Un problema de creencias

Lo que está pasando en España es un problema de creencias. De fe, religioso. El Estado, con Mariano Rajoy a la cabeza, cree que la democracia se basa en la Ley, que la Ley está por encima de todo, pero sólo plantea con la boquita pequeña que las leyes se cambian, pueden cambiarse si se llega a acuerdos. Su partido no es de los que se dediquen al diálogo, lo demostró cuando tuvo mayoría absoluta, es más de imponer su concepto de españolidad, uno es español o no lo es, pero ni se le pasa por la cabeza que alguien piense que no. Hacerlo supone ser radical, antidemócrata, y por supuesto antiespañol, algo que no es tolerable. Si la gente sale a la calle a protestar, se les define como izquierdistas, rupturistas, antisistema o perroflautas; en fin, lindezas de ésas. Y con eso ya han ganado. No tengo muy claro, además, que esto no sea por su parte más que un estratégico juego político que obligue al resto de partidos a posicionarse, y con eso también a los votantes para unas próximas elecciones en las que fagocite a Ciudadanos, arrase con el PSOE y gane terreno frente a la izquierda. A Podemos ya no le teme porque se ha desinflado sin llegar a tocar cacho.

El Gobierno catalán, por su parte, cree que las leyes las deben marcar ellos y que Cataluña es independiente o ha de haber un referéndum para que lo sea. Y si se ha de pasar por encima de los que no lo creen no pasa nada. Puigdemont se ha convertido en un gobernante que sólo gobierna para una parte. Pero no se le puede achacar nada. También otros políticos lo han hecho de igual forma. El President apela a los sentimientos de unos, y me da igual que sea un cuarenta y cinco o un ochenta por ciento. Y juega con ventaja: su partido —destrozado por lo que llaman deriva independentista y por la peste a corrupción que emana (como el PP, por otro lado)— lleva años planteando mentiras sociales como las de «España nos roba» —los casos del 3% y Pujol han demostrado lo contrario—, controlando los medios de comunicación (TV3) y la educación. Con esas armas a su favor es sencillo imponer la sensación de que la independencia les llevará a la cima europea o mundial. Y si cuando uno apela a los sentimientos no es necesario que explique cómo va a poner en marcha sus planes, o cómo va a declarar la independencia ante una Europa o un mundo que no le reconoce. Da igual, todo esto —supone tanto él como ERC— vendrá por añadidura. En el caso de la CUP su objetivo es dinamitar el sistema. Lo demás ya se verá.

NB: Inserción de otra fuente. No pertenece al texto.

// SPDX-License-Identifier: BUSL-1.1
// Copyright (c) 2026 Alfred Jean LLC

//! In-memory build presentation: a nested step tree built by replaying the
//! append-only stream sink events (§4.3).

use indexmap::IndexMap;
use rcp_core::StepStatus;
use serde::{Deserialize, Serialize};
use serde_json::Value;

/// One step's presentation, as observed through the stream (§3
/// StepPresentation, normalized for comparison/serialization -- this is
/// "the step dict" referenced in §4.3).
#[derive(Debug, Clone, Default, PartialEq, Serialize, Deserialize)]
pub struct StepView {
    pub name: String,
    #[serde(default)]
    pub cmd: Vec<String>,
    #[serde(default)]
    pub env: Vec<(String, String)>,
    #[serde(default)]
    pub cwd: Option<String>,
    pub status: Option<StepStatus>,
    #[serde(default)]
    pub status_details: Option<String>,
    #[serde(default)]
    pub step_text: String,
    #[serde(default)]
    pub step_summary_text: String,
    /// Ordered per-log-name line buffers (`stdout`, `stderr`, custom logs).
    #[serde(default)]
    pub logs: IndexMap<String, Vec<String>>,
    #[serde(default)]
    pub links: IndexMap<String, String>,
    #[serde(default)]
    pub properties: IndexMap<String, Value>,
    /// Children nested under this step via the `"parent|child"` naming
    /// convention (§3 Step), in emission order.
    #[serde(default)]
    pub children: Vec<String>,
}

/// The full build presentation for one recipe invocation: an ordered map of
/// every step seen, keyed by full hierarchical name, plus the terminal
/// recipe-level result.
#[derive(Debug, Clone, Default, Serialize, Deserialize)]
pub struct BuildPresentation {
    pub steps: IndexMap<String, StepView>,
    pub final_status: Option<StepStatus>,
    pub final_summary: String,
}

impl BuildPresentation {
    pub fn new() -> Self {
        Self::default()
    }

    pub fn step_opened(&mut self, name: &str, cmd: Vec<String>, env: Vec<(String, String)>, cwd: Option<String>) {
        let view = StepView {
            name: name.to_string(),
            cmd,
            env,
            cwd,
            ..Default::default()
        };
        if let Some(parent) = name.rsplit_once('|').map(|(p, _)| p.to_string()) {
            if let Some(parent_view) = self.steps.get_mut(&parent) {
                parent_view.children.push(name.to_string());
            }
        }
        self.steps.insert(name.to_string(), view);
    }

    pub fn log_line(&mut self, name: &str, log_name: &str, line: String) {
        if let Some(step) = self.steps.get_mut(name) {
            step.logs.entry(log_name.to_string()).or_default().push(line);
        }
    }

    pub fn set_text(&mut self, name: &str, text: String) {
        if let Some(step) = self.steps.get_mut(name) {
            step.step_text = text;
        }
    }

    pub fn set_summary(&mut self, name: &str, summary: String) {
        if let Some(step) = self.steps.get_mut(name) {
            step.step_summary_text = summary;
        }
    }

    pub fn set_link(&mut self, name: &str, link_name: &str, url: String) {
        if let Some(step) = self.steps.get_mut(name) {
            step.links.insert(link_name.to_string(), url);
        }
    }

    pub fn set_property(&mut self, name: &str, key: &str, value: Value) {
        if let Some(step) = self.steps.get_mut(name) {
            step.properties.insert(key.to_string(), value);
        }
    }

    pub fn step_closed(&mut self, name: &str, status: StepStatus, status_details: Option<String>) {
        if let Some(step) = self.steps.get_mut(name) {
            step.status = Some(status);
            step.status_details = status_details;
        }
    }

    pub fn recipe_ended(&mut self, status: StepStatus, summary: String) {
        self.final_status = Some(status);
        self.final_summary = summary;
    }
}

#[cfg(test)]
#[path = "presentation_tests.rs"]
mod tests;
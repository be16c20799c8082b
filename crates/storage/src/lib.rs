// SPDX-License-Identifier: BUSL-1.1
// Copyright (c) 2026 Alfred Jean LLC

// Allow panic!/unwrap/expect in test code
#![cfg_attr(test, allow(clippy::panic))]
#![cfg_attr(test, allow(clippy::unwrap_used))]
#![cfg_attr(test, allow(clippy::expect_used))]

//! rcp-storage: the stream sink back-ends and the build presentation tree
//! they maintain (§4.3), plus golden expectation-file persistence (§4.9).

pub mod expectation;
pub mod presentation;
pub mod sink;

pub use expectation::{expectation_path, Expectation, ExpectationError};
pub use presentation::{BuildPresentation, StepView};
pub use sink::{AnnotationEmitter, StructuredEmitter};
//! Scenario B (§8): one step mocked `retcode=1` with `ok_ret=Any`, then a
//! victory/boring branch chosen from the retcode. Exercised through `rcp
//! test run`, which drives the recipe against the simulated step runner's
//! mocked data rather than a real `probe` executable.

use crate::prelude::rcp_in;
use tempfile::tempdir;

#[test]
fn victory_and_boring_specs_each_run_exactly_one_branch() {
    let dir = tempdir().unwrap();
    rcp_in(dir.path()).args(["test", "train", "--filter", "^conditional::"]).assert().success();

    let assert = rcp_in(dir.path())
        .args(["test", "run", "--filter", "^conditional::"])
        .assert()
        .success();
    let stdout = String::from_utf8_lossy(&assert.get_output().stdout).to_string();
    assert!(stdout.contains("ok     conditional::victory"), "{stdout}");
    assert!(stdout.contains("ok     conditional::boring"), "{stdout}");
    assert!(stdout.contains("2 run, 0 failed"), "{stdout}");
}
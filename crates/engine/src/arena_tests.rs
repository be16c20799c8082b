// SPDX-License-Identifier: BUSL-1.1
// Copyright (c) 2026 Alfred Jean LLC

use super::*;
use rcp_core::ModuleRef;
use rcp_runbook::{DepsEntry, PropertyBinding};

struct Base {
    value: u32,
}

struct BaseDef;
impl ModuleDef for BaseDef {
    fn module_ref(&self) -> ModuleRef {
        ModuleRef::new("builtin", "base")
    }
    fn deps(&self) -> Vec<DepsEntry> {
        vec![]
    }
    fn construct(&self, _deps: &DepsView, _p: &serde_json::Value, _g: &serde_json::Value, _e: &serde_json::Value) -> Instance {
        Arc::new(Base { value: 42 })
    }
}

struct Consumer {
    base_value: u32,
}

struct ConsumerDef;
impl ModuleDef for ConsumerDef {
    fn module_ref(&self) -> ModuleRef {
        ModuleRef::new("builtin", "consumer")
    }
    fn deps(&self) -> Vec<DepsEntry> {
        vec![DepsEntry {
            alias: "base".into(),
            module: ModuleRef::new("builtin", "base"),
        }]
    }
    fn construct(&self, deps: &DepsView, _p: &serde_json::Value, _g: &serde_json::Value, _e: &serde_json::Value) -> Instance {
        let base = deps.get::<Base>("base").expect("base must be constructed first");
        Arc::new(Consumer {
            base_value: base.value,
        })
    }
}

#[test]
fn instantiate_in_topological_order_injects_singleton_deps() {
    let mut registry = ModuleRegistry::new();
    registry.register(Arc::new(BaseDef));
    registry.register(Arc::new(ConsumerDef));

    let order = rcp_runbook::resolve(
        &registry,
        &[DepsEntry {
            alias: "consumer".into(),
            module: ModuleRef::new("builtin", "consumer"),
        }],
    )
    .unwrap();

    let arena = instantiate(&order, &registry, &PropertyBinding::default()).unwrap();
    let consumer = arena.get::<Consumer>(&ModuleRef::new("builtin", "consumer")).unwrap();
    assert_eq!(consumer.base_value, 42);
    assert!(arena.contains(&ModuleRef::new("builtin", "base")));
}

#[test]
fn unregistered_dep_is_a_load_error() {
    let mut registry = ModuleRegistry::new();
    registry.register(Arc::new(ConsumerDef));
    // `base` is referenced in ConsumerDef::deps() but never registered.

    let order_result = rcp_runbook::resolve(
        &registry,
        &[DepsEntry {
            alias: "consumer".into(),
            module: ModuleRef::new("builtin", "consumer"),
        }],
    );
    assert!(order_result.is_err(), "resolver should reject an undeclared module");
}
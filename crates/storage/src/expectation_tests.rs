// SPDX-License-Identifier: BUSL-1.1
// Copyright (c) 2026 Alfred Jean LLC

use super::*;
use rcp_core::StepStatus;
use tempfile::tempdir;

fn sample() -> BuildPresentation {
    let mut pres = BuildPresentation::new();
    pres.step_opened("say hello", vec!["echo".into(), "hi".into()], vec![], None);
    pres.step_closed("say hello", StepStatus::Success, None);
    pres.recipe_ended(StepStatus::Success, "ok".into());
    pres
}

#[test]
fn save_then_load_roundtrips() {
    let dir = tempdir().unwrap();
    let path = expectation_path(dir.path(), "hello_world");
    let expectation = Expectation::new(sample());
    expectation.save(&path).unwrap();

    let loaded = Expectation::load(&path).unwrap().unwrap();
    assert!(expectation.diff(&loaded.presentation).is_none());
}

#[test]
fn load_missing_file_returns_none() {
    let dir = tempdir().unwrap();
    let path = expectation_path(dir.path(), "nonexistent");
    assert!(Expectation::load(&path).unwrap().is_none());
}

#[test]
fn diff_reports_mismatch() {
    let expectation = Expectation::new(sample());
    let mut other = sample();
    other.recipe_ended(StepStatus::Failure, "boom".into());
    let diff = expectation.diff(&other).unwrap();
    assert!(diff.contains("boom"));
}

#[test]
fn save_is_atomic_via_temp_then_rename() {
    let dir = tempdir().unwrap();
    let path = expectation_path(dir.path(), "hello_world");
    Expectation::new(sample()).save(&path).unwrap();
    assert!(path.exists());
    assert!(!path.with_extension("tmp").exists());
}
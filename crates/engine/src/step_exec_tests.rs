// SPDX-License-Identifier: BUSL-1.1
// Copyright (c) 2026 Alfred Jean LLC

use super::*;
use rcp_adapters::{MockStepData, SimulatedStepRunner};
use rcp_core::{EventSink, StepEvent};
use rcp_shell::PathRegistry;
use std::collections::HashMap;
use std::sync::Mutex;

#[derive(Default)]
struct RecordingSink {
    events: Mutex<Vec<StepEvent>>,
}

impl RecordingSink {
    fn events(&self) -> Vec<StepEvent> {
        self.events.lock().unwrap().clone()
    }
}

impl EventSink for RecordingSink {
    fn emit(&self, event: StepEvent) {
        self.events.lock().unwrap().push(event);
    }
}

fn engine_with(runner: SimulatedStepRunner) -> (Engine, Arc<RecordingSink>) {
    let sink = Arc::new(RecordingSink::default());
    let engine = Engine::new(
        Arc::new(runner),
        sink.clone() as Arc<dyn rcp_core::EventSink>,
        PathRegistry::simulated(),
        HashMap::new(),
    );
    (engine, sink)
}

fn echo_step(name: &str, args: &[&str]) -> Step {
    Step::new(
        name,
        args.iter().map(|a| Arg::Literal(a.to_string())).collect(),
    )
}

#[tokio::test]
async fn hello_step_emits_opened_log_line_and_closed_success() {
    let runner = SimulatedStepRunner::new();
    runner.mock_step("say hello", MockStepData::success().with_stdout("hello world"));
    let (engine, sink) = engine_with(runner);

    let step = echo_step("say hello", &["echo", "hello", "world"]);
    let data = engine
        .run_step(step, &Context::root(), None)
        .await
        .expect("step should succeed");
    assert_eq!(data.retcode, Some(0));
    engine.finalize(StepStatus::Success, "");

    let events = sink.events();
    assert!(matches!(&events[0], StepEvent::StepOpened { name, cmd, .. }
        if name == "say hello" && cmd == &vec!["echo".to_string(), "hello".to_string(), "world".to_string()]));
    assert!(events.iter().any(|e| matches!(e, StepEvent::StepLogLine { name, log_name, line }
        if name == "say hello" && log_name == "stdout" && line == "hello world")));
    assert!(matches!(events.last().unwrap(), StepEvent::RecipeEnded { status: StepStatus::Success, .. }));
    let closed = events
        .iter()
        .find(|e| matches!(e, StepEvent::StepClosed { .. }))
        .unwrap();
    assert!(matches!(closed, StepEvent::StepClosed { status: StepStatus::Success, .. }));
}

#[tokio::test]
async fn ok_ret_any_never_raises_regardless_of_exit_code() {
    let runner = SimulatedStepRunner::new();
    runner.mock_step("flaky", MockStepData::with_retcode(17));
    let (engine, _sink) = engine_with(runner);

    let mut step = echo_step("flaky", &["false"]);
    step.ok_ret = rcp_core::OkRet::Any;
    let data = engine
        .run_step(step, &Context::root(), None)
        .await
        .expect("ok_ret=any must never raise");
    assert_eq!(data.retcode, Some(17));
}

#[tokio::test]
async fn failing_step_raises_step_failure() {
    let runner = SimulatedStepRunner::new();
    runner.mock_step("boom", MockStepData::with_retcode(1));
    let (engine, _sink) = engine_with(runner);

    let step = echo_step("boom", &["false"]);
    let err = engine.run_step(step, &Context::root(), None).await.unwrap_err();
    assert!(matches!(err, RecipeError::StepFailure { step, .. } if step == "boom"));
}

#[tokio::test]
async fn infra_step_failure_is_a_distinct_kind() {
    let runner = SimulatedStepRunner::new();
    runner.mock_step("upload", MockStepData::with_retcode(1));
    let (engine, _sink) = engine_with(runner);

    let mut step = echo_step("upload", &["false"]);
    step.infra_step = true;
    let err = engine.run_step(step, &Context::root(), None).await.unwrap_err();
    assert!(matches!(err, RecipeError::StepInfraFailure { step, .. } if step == "upload"));
}

#[tokio::test]
async fn empty_cmd_is_a_load_error() {
    let runner = SimulatedStepRunner::new();
    let (engine, _sink) = engine_with(runner);
    let step = Step::new("nothing", vec![]);
    let err = engine.run_step(step, &Context::root(), None).await.unwrap_err();
    assert!(matches!(err, RecipeError::Load { .. }));
}

#[tokio::test]
async fn orphan_child_step_is_a_load_error() {
    let runner = SimulatedStepRunner::new();
    let (engine, _sink) = engine_with(runner);
    let step = echo_step("parent|child", &["echo", "hi"]);
    let err = engine.run_step(step, &Context::root(), None).await.unwrap_err();
    assert!(matches!(err, RecipeError::Load { .. }));
}

#[tokio::test]
async fn cancelled_step_reports_timeout_status() {
    let runner = SimulatedStepRunner::new();
    runner.mock_step("sleep", MockStepData {
        result: rcp_core::ExecutionResult::timeout(),
        stdout: None,
        stderr: None,
    });
    let (engine, sink) = engine_with(runner);

    let step = echo_step("sleep", &["sleep", "60"]);
    let err = engine.run_step(step, &Context::root(), None).await.unwrap_err();
    assert!(matches!(err, RecipeError::Timeout { .. }));
    let closed = sink
        .events()
        .into_iter()
        .find(|e| matches!(e, StepEvent::StepClosed { .. }))
        .unwrap();
    assert!(matches!(closed, StepEvent::StepClosed { status: StepStatus::Canceled, .. }));
}

#[tokio::test]
async fn stdin_placeholder_content_reaches_the_real_child_process() {
    let dir = tempfile::tempdir().unwrap();
    let sink = Arc::new(RecordingSink::default());
    let engine = Engine::new(
        Arc::new(rcp_adapters::RealStepRunner::default()),
        sink as Arc<dyn rcp_core::EventSink>,
        PathRegistry::real(dir.path()),
        HashMap::new(),
    );

    let id = rcp_core::PlaceholderId::new("stdin", "feed");
    let mut step = echo_step("cat-stdin", &["cat"]);
    step.stdin = Some(id);
    let data = engine
        .run_step(step, &Context::root(), Some(b"hello from stdin\n".to_vec()))
        .await
        .expect("cat should succeed");

    assert_eq!(data.retcode, Some(0));
    assert_eq!(data.stdout.as_deref(), Some("hello from stdin\n"));
}

#[tokio::test]
async fn output_placeholder_resolves_json_from_mock_stdout() {
    let runner = SimulatedStepRunner::new();
    runner.mock_step(
        "write-json",
        MockStepData::success().with_stdout(r#"{"num_passed":791}"#),
    );
    let (engine, _sink) = engine_with(runner);

    let id = rcp_core::PlaceholderId::new("json", "output");
    let mut step = echo_step("write-json", &["write-json"]);
    step.stdout = Some(id.clone());
    let data = engine.run_step(step, &Context::root(), None).await.unwrap();
    assert_eq!(
        data.placeholder(&id),
        Some(&serde_json::json!({"num_passed": 791}))
    );
}
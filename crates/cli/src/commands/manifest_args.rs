// SPDX-License-Identifier: BUSL-1.1
// Copyright (c) 2026 Alfred Jean LLC

//! Shared `infra/config/recipes.cfg` + `-O` override plumbing for the
//! repo-layout commands (`fetch`, `bundle`, `doc`, `lint`, `analyze`,
//! `manual_roll`, `autoroll`, §6). These commands all resolve the same
//! manifest before doing (or, here, declining to do) their own work.

use anyhow::{Context as _, Result};
use clap::Args;
use rcp_runbook::{Format, Overrides, RepoManifest};
use std::path::PathBuf;

/// The name this engine build's own repo is pinned under in every other
/// repo's manifest (§6: "every repo must declare a dependency on the
/// engine's own repo with a pinned revision").
pub const ENGINE_REPO_NAME: &str = "rcp-engine";

#[derive(Args)]
pub struct ManifestArgs {
    /// Path to the repo manifest (`infra/config/recipes.cfg` by default).
    #[arg(long = "manifest", default_value = "infra/config/recipes.cfg")]
    pub manifest_path: PathBuf,

    /// Local path override for a repo dependency, `name=path` (repeatable).
    #[arg(short = 'O', long = "override")]
    pub overrides: Vec<String>,

    #[arg(skip)]
    pub override_paths: Overrides,
}

pub fn load_manifest(args: &ManifestArgs) -> Result<RepoManifest> {
    let content = std::fs::read_to_string(&args.manifest_path)
        .with_context(|| format!("reading manifest at {}", args.manifest_path.display()))?;
    let format = match args.manifest_path.extension().and_then(|e| e.to_str()) {
        Some("json") => Format::Json,
        Some("hcl") => Format::Hcl,
        _ => Format::Toml,
    };
    RepoManifest::parse(&content, format, ENGINE_REPO_NAME, &args.manifest_path.display().to_string())
        .with_context(|| format!("parsing manifest at {}", args.manifest_path.display()))
}

/// Parse `-O` flags into the resolved override set. Called once by each
/// command's `handle` before `load_manifest` is used, since `clap::Args`
/// can't run fallible parsing itself.
pub fn resolve_overrides(args: &mut ManifestArgs) -> Result<()> {
    for raw in &args.overrides {
        args.override_paths
            .add_flag(raw)
            .map_err(|e| anyhow::anyhow!(e))?;
    }
    Ok(())
}
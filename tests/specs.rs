//! Behavioral specifications for the `rcp` CLI.
//!
//! Black-box: each test invokes the built `rcp` binary and asserts on its
//! stdout/stderr/exit code. See §8 of spec.md for the literal scenarios
//! these mirror.

#![allow(clippy::unwrap_used, clippy::expect_used, clippy::panic)]

#[path = "specs/prelude.rs"]
mod prelude;

// cli/
#[path = "specs/cli/help.rs"]
mod cli_help;
#[path = "specs/cli/errors.rs"]
mod cli_errors;

// scenarios/ (§8 literal scenarios A-F)
#[path = "specs/scenarios/hello.rs"]
mod scenario_hello;
#[path = "specs/scenarios/conditional.rs"]
mod scenario_conditional;
#[path = "specs/scenarios/greeting.rs"]
mod scenario_greeting;
#[path = "specs/scenarios/parallel.rs"]
mod scenario_parallel;
#[path = "specs/scenarios/timeout.rs"]
mod scenario_timeout;
#[path = "specs/scenarios/output_placeholder.rs"]
mod scenario_output_placeholder;

// test runner (train -> run round trip, §8 round-trip law)
#[path = "specs/test_train.rs"]
mod test_train;
#[path = "specs/expectation_diff.rs"]
mod expectation_diff;
// SPDX-License-Identifier: BUSL-1.1
// Copyright (c) 2026 Alfred Jean LLC

//! Repository manifest parsing (§6 `infra/config/recipes.cfg`).

use rcp_core::RepoRef;
use serde::{Deserialize, Serialize};
use std::path::PathBuf;
use thiserror::Error;

/// The manifest's on-disk format. `recipes.cfg` is read as TOML by
/// default; HCL and JSON are accepted too, the same way runbook files are
/// in this stack.
#[derive(Debug, Clone, Copy, PartialEq, Eq)]
pub enum Format {
    Toml,
    Hcl,
    Json,
}

#[derive(Debug, Error)]
pub enum ManifestError {
    #[error("TOML parse error: {0}")]
    Toml(#[from] toml::de::Error),
    #[error("HCL parse error: {0}")]
    Hcl(#[from] hcl::Error),
    #[error("JSON parse error: {0}")]
    Json(#[from] serde_json::Error),
    #[error("manifest at {location} is missing a dependency on the engine's own repo with a pinned revision")]
    MissingEngineDep { location: String },
}

/// One entry in the manifest's `deps` list (§6).
#[derive(Debug, Clone, Serialize, Deserialize)]
pub struct DepSpec {
    pub name: String,
    pub url: String,
    #[serde(default = "default_branch")]
    pub branch: String,
    pub revision: String,
}

fn default_branch() -> String {
    "main".to_string()
}

/// The repository manifest (§6): `{api_version, repo_name, recipes_path,
/// deps}`. `repo_name` is aliased `project_id` for compatibility with
/// manifests written against either name.
#[derive(Debug, Clone, Serialize, Deserialize)]
pub struct RepoManifest {
    pub api_version: u32,
    #[serde(alias = "project_id")]
    pub repo_name: String,
    #[serde(default)]
    pub recipes_path: PathBuf,
    #[serde(default)]
    pub deps: Vec<DepSpec>,
}

impl RepoManifest {
    /// Parse a manifest, requiring a pinned dependency on `engine_repo_name`
    /// (§6: "every repo must declare a dependency on the engine's own repo
    /// with a pinned revision").
    pub fn parse(content: &str, format: Format, engine_repo_name: &str, location: &str) -> Result<Self, ManifestError> {
        let manifest: RepoManifest = match format {
            Format::Toml => toml::from_str(content)?,
            Format::Hcl => hcl::from_str(content)?,
            Format::Json => serde_json::from_str(content)?,
        };
        let has_pinned_engine_dep = manifest
            .deps
            .iter()
            .any(|d| d.name == engine_repo_name && !d.revision.is_empty());
        if !has_pinned_engine_dep {
            return Err(ManifestError::MissingEngineDep {
                location: location.to_string(),
            });
        }
        Ok(manifest)
    }

    /// Build the [`RepoRef`] this manifest describes for its own repo, given
    /// the pinned revision resolved for it (by its own dependents, or
    /// itself if it is the entry repo).
    pub fn to_repo_ref(&self, url: String, branch: String, pinned_revision: String) -> RepoRef {
        RepoRef {
            name: self.repo_name.clone(),
            url,
            branch,
            pinned_revision,
            recipes_path: self.recipes_path.clone(),
        }
    }
}

#[cfg(test)]
#[path = "manifest_tests.rs"]
mod tests;
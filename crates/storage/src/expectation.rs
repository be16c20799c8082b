// SPDX-License-Identifier: BUSL-1.1
// Copyright (c) 2026 Alfred Jean LLC

//! Golden expectation-file persistence (§4.9, §6 `test train`).
//!
//! An expectation file records the JSON-serialized [`BuildPresentation`] a
//! recipe is expected to produce. `test run` loads it and diffs against a
//! freshly simulated run; `test train` overwrites it with the freshly
//! observed presentation. Writes are atomic (temp file, then rename) so a
//! crash mid-train can never leave a corrupt golden file behind.

use crate::presentation::BuildPresentation;
use std::fs::{self, File};
use std::io::{BufReader, BufWriter};
use std::path::{Path, PathBuf};
use thiserror::Error;

#[derive(Debug, Error)]
pub enum ExpectationError {
    #[error("IO error: {0}")]
    Io(#[from] std::io::Error),
    #[error("serialization error: {0}")]
    Json(#[from] serde_json::Error),
}

/// One recorded expectation: the presentation tree a recipe's simulation
/// test is expected to produce.
pub struct Expectation {
    pub presentation: BuildPresentation,
}

impl Expectation {
    pub fn new(presentation: BuildPresentation) -> Self {
        Self { presentation }
    }

    /// Save the expectation atomically (write to `.tmp`, then rename), the
    /// way materialized state is snapshotted elsewhere in this codebase.
    pub fn save(&self, path: &Path) -> Result<(), ExpectationError> {
        if let Some(parent) = path.parent() {
            fs::create_dir_all(parent)?;
        }

        let tmp_path = path.with_extension("tmp");
        {
            let file = File::create(&tmp_path)?;
            let mut writer = BufWriter::new(file);
            serde_json::to_writer_pretty(&mut writer, &self.presentation)?;
            let file = writer.into_inner().map_err(|e| e.into_error())?;
            file.sync_all()?;
        }
        fs::rename(&tmp_path, path)?;
        Ok(())
    }

    /// Load an expectation if the file exists. Returns `Ok(None)` if it is
    /// missing, so a not-yet-trained recipe test can be distinguished from a
    /// genuine mismatch.
    pub fn load(path: &Path) -> Result<Option<Self>, ExpectationError> {
        if !path.exists() {
            return Ok(None);
        }
        let file = File::open(path)?;
        let reader = BufReader::new(file);
        let presentation = serde_json::from_reader(reader)?;
        Ok(Some(Self { presentation }))
    }

    /// Diff this expectation's observed presentation against a freshly run
    /// one, returning a human-readable line diff when they disagree (§4.9).
    pub fn diff(&self, actual: &BuildPresentation) -> Option<String> {
        let expected_json = serde_json::to_string_pretty(&self.presentation).ok()?;
        let actual_json = serde_json::to_string_pretty(actual).ok()?;
        if expected_json == actual_json {
            return None;
        }
        Some(line_diff(&expected_json, &actual_json))
    }
}

/// The on-disk path for a recipe's expectation file, following the
/// `<recipe>.expected.json` convention (§6).
pub fn expectation_path(recipes_dir: &Path, recipe_name: &str) -> PathBuf {
    recipes_dir
        .join(format!("{recipe_name}.expected"))
        .with_extension("json")
}

/// A minimal unified-style line diff: lines present only on one side are
/// prefixed `-`/`+`, shared lines are left unmarked.
fn line_diff(expected: &str, actual: &str) -> String {
    let expected_lines: Vec<&str> = expected.lines().collect();
    let actual_lines: Vec<&str> = actual.lines().collect();
    let mut out = String::new();
    let max = expected_lines.len().max(actual_lines.len());
    for i in 0..max {
        match (expected_lines.get(i), actual_lines.get(i)) {
            (Some(e), Some(a)) if e == a => {
                out.push_str("  ");
                out.push_str(e);
                out.push('\n');
            }
            (Some(e), Some(a)) => {
                out.push_str("- ");
                out.push_str(e);
                out.push('\n');
                out.push_str("+ ");
                out.push_str(a);
                out.push('\n');
            }
            (Some(e), None) => {
                out.push_str("- ");
                out.push_str(e);
                out.push('\n');
            }
            (None, Some(a)) => {
                out.push_str("+ ");
                out.push_str(a);
                out.push('\n');
            }
            (None, None) => {}
        }
    }
    out
}

#[cfg(test)]
#[path = "expectation_tests.rs"]
mod tests;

Tengo claro que la Ley, así escrita, con mayúsculas, debe prevalecer, pero también que cuando el ruido de la calle es tan evidente, los gobernantes han de intentar buscar los motivos del descontento. La calle da miedo, lo dan las masas encendidas que son incontrolables y pueden provocar incidentes. Y de aquí pasar a la violencia. Además, ninguno de los representantes políticos está favoreciendo la tranquilidad. Tiene razón el lehendakari cuando dice que un conflicto político con amplio arraigo social necesita una respuesta política. Pero me temo que vivimos en un país que sólo acostumbra a reveses detrás de la red. Y negociar es una palabra que no está en el diccionario de muchos representantes políticos. Negociar implica aproximación, pero dos creencias no pueden aproximarse sin más. La fe de que mi Dios es el verdadero choca necesariamente con la del adversario.

Porque sí, todo esto es un tema político. Pero España carece de políticos. Con mayúsculas, claro. Personas que hagan política a largo plazo, no de cara a las próximas elecciones. Personas a las que se les paga para ello, y que parecen más interesados en envolverse en la bandera del patriotismo.